Supplied material below:
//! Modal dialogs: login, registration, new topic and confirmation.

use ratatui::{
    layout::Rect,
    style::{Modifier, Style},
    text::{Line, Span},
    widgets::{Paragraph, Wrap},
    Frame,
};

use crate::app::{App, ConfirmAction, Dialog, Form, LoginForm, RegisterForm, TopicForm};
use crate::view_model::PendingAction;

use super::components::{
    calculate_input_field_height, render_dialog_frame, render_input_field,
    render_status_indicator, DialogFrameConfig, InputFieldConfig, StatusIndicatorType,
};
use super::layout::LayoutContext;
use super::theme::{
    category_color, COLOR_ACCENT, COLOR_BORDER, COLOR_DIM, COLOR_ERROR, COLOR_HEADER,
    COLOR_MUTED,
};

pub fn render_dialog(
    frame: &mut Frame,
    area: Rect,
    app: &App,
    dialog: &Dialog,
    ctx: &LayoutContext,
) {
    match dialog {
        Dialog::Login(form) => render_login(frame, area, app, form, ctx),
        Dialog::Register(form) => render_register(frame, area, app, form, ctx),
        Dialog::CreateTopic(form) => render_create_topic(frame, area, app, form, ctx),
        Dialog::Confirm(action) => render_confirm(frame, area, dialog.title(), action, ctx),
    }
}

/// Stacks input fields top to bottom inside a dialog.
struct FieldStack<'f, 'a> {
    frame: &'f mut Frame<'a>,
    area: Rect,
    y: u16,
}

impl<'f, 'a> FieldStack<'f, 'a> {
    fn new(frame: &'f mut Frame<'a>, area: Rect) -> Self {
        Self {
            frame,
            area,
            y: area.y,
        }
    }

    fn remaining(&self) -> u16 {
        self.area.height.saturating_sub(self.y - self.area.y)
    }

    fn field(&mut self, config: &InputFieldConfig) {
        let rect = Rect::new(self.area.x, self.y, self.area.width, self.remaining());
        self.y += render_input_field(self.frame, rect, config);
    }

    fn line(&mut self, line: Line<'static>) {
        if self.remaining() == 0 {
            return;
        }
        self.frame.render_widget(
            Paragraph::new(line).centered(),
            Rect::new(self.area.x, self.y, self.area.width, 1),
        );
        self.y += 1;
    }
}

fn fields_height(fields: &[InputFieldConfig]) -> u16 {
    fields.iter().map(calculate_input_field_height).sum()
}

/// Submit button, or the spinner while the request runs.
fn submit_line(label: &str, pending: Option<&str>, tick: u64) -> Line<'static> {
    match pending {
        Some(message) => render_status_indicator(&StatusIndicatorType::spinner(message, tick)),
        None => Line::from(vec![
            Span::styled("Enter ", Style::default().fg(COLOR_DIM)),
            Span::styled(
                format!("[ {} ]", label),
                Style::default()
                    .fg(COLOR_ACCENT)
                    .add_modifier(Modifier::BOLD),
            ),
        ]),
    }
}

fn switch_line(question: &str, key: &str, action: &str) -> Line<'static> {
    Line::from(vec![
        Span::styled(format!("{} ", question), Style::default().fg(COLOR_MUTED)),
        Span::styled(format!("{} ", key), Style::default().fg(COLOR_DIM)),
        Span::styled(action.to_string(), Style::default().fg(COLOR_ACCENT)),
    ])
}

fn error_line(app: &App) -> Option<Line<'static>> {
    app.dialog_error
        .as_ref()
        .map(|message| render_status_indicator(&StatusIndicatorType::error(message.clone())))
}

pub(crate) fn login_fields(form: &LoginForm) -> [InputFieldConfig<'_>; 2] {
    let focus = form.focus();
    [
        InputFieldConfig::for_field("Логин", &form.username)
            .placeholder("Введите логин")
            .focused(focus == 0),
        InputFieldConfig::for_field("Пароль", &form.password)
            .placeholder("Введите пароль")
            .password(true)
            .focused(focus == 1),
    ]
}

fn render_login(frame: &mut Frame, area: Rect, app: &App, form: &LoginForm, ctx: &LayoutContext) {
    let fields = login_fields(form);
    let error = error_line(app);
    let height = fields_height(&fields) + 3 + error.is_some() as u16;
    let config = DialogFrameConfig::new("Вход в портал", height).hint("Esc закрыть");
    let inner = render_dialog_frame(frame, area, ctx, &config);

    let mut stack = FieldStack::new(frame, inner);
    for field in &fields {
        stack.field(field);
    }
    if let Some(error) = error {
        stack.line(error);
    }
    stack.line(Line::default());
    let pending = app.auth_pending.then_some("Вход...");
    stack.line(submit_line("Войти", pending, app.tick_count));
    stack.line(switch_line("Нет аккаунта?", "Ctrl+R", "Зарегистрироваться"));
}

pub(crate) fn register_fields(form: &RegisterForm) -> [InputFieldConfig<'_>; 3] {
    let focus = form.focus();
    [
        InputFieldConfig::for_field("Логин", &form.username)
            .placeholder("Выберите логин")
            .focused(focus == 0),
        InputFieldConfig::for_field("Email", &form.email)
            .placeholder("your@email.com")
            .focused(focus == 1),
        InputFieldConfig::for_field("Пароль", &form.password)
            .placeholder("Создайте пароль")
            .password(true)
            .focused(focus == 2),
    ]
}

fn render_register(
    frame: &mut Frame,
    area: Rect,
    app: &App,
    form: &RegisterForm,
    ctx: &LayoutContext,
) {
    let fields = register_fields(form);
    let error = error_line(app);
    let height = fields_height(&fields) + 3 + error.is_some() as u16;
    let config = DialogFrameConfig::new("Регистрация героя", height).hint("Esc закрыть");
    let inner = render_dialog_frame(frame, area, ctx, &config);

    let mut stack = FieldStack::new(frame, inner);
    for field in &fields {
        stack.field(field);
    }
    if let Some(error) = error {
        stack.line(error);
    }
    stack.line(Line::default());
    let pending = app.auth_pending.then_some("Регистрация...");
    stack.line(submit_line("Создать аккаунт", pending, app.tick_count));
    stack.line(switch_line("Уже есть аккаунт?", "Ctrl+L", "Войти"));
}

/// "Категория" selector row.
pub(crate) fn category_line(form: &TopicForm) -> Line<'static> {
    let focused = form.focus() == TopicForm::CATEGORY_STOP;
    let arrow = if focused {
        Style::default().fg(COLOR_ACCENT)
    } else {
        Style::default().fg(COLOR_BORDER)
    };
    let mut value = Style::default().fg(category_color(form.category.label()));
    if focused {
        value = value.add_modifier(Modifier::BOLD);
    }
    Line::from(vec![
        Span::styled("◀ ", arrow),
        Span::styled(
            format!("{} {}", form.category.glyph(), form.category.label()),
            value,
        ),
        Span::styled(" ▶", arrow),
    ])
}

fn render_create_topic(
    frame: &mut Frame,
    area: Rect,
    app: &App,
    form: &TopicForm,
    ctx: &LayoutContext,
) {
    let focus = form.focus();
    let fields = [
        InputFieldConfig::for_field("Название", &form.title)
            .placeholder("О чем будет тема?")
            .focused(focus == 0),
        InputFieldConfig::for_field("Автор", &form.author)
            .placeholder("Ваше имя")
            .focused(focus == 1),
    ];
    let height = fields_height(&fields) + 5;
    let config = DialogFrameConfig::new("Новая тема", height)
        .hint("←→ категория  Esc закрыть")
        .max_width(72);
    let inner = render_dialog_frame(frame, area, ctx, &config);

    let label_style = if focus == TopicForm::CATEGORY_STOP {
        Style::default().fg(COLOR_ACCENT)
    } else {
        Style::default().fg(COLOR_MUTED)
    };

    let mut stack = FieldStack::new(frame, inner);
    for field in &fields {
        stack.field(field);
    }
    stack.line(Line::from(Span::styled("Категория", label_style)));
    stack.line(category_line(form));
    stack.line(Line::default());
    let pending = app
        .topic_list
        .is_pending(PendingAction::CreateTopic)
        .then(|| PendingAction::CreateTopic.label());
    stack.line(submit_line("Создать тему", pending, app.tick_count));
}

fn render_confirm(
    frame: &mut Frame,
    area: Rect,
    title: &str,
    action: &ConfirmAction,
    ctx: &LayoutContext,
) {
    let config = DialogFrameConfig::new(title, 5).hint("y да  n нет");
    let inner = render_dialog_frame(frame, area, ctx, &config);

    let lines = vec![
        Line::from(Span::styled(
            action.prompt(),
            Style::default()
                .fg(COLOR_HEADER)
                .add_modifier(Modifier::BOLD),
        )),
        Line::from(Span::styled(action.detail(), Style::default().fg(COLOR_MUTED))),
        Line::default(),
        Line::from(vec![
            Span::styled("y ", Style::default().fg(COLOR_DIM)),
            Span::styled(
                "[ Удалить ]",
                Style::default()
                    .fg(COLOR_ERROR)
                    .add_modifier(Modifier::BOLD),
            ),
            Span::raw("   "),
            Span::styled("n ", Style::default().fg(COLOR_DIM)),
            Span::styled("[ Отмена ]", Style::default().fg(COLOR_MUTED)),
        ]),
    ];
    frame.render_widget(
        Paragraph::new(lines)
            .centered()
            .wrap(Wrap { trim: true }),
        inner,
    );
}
End of Supplied material.
Supplied material below:
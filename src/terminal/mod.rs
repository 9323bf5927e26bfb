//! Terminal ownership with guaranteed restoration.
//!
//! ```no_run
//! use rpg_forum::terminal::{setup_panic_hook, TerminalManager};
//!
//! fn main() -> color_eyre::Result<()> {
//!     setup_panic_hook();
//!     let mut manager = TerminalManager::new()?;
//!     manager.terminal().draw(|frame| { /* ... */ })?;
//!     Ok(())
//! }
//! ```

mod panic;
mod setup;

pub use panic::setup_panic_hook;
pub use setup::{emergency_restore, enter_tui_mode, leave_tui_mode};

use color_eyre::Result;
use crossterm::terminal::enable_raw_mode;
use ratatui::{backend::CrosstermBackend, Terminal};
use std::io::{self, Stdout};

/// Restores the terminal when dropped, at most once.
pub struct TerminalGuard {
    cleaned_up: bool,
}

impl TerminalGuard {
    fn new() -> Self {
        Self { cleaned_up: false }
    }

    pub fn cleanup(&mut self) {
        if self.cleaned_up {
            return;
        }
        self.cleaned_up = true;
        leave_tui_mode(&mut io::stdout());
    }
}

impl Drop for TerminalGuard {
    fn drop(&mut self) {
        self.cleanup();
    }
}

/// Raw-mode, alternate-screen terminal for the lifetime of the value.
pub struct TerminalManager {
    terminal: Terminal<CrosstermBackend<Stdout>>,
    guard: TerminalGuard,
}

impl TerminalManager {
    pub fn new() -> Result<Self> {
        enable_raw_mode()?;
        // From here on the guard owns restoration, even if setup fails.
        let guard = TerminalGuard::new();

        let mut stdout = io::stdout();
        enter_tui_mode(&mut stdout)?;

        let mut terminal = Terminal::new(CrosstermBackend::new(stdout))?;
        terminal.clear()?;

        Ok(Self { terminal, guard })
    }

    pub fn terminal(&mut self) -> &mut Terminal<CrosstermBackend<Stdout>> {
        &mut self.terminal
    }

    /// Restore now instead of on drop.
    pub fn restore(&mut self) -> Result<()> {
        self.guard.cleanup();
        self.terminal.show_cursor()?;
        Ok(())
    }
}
End of Supplied material.
Exercise requirements
In the records above, how many lines hold the string "title"? Reply with only the number.

Answer for the task
4